**YOUR INSTRUCTIONS:** Search the entries for the word "cases". Copy each line in which it is found.

—————

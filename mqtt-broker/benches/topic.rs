use criterion::{black_box, criterion_group, criterion_main, Criterion};

use mqtt_broker::topic::{filter_valid, matches};

fn bench_filter_valid(c: &mut Criterion) {
    let filters = [
        "sport/tennis/player1",
        "sport/+/player1",
        "sport/#",
        "+/+/+/+/+/+/+",
        "$SYS/broker/clients/#",
    ];

    c.bench_function("filter_valid", |b| {
        b.iter(|| {
            for f in filters.iter() {
                black_box(filter_valid(black_box(f)));
            }
        })
    });
}

fn bench_matches(c: &mut Criterion) {
    let cases = [
        ("sport/tennis/player1", "sport/tennis/player1"),
        ("sport/+/player1", "sport/tennis/player1"),
        ("sport/#", "sport/tennis/player1/ranking/history"),
        ("+/monitor/Clients", "$SYS/monitor/Clients"),
        ("#", "a/b/c/d/e/f/g/h"),
    ];

    c.bench_function("matches", |b| {
        b.iter(|| {
            for (filter, topic) in cases.iter() {
                black_box(matches(black_box(filter), black_box(topic)));
            }
        })
    });
}

criterion_group!(benches, bench_filter_valid, bench_matches);
criterion_main!(benches);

—————

**THE COMPLETED TASK:**
    let cases = [
            for (filter, topic) in cases.iter() {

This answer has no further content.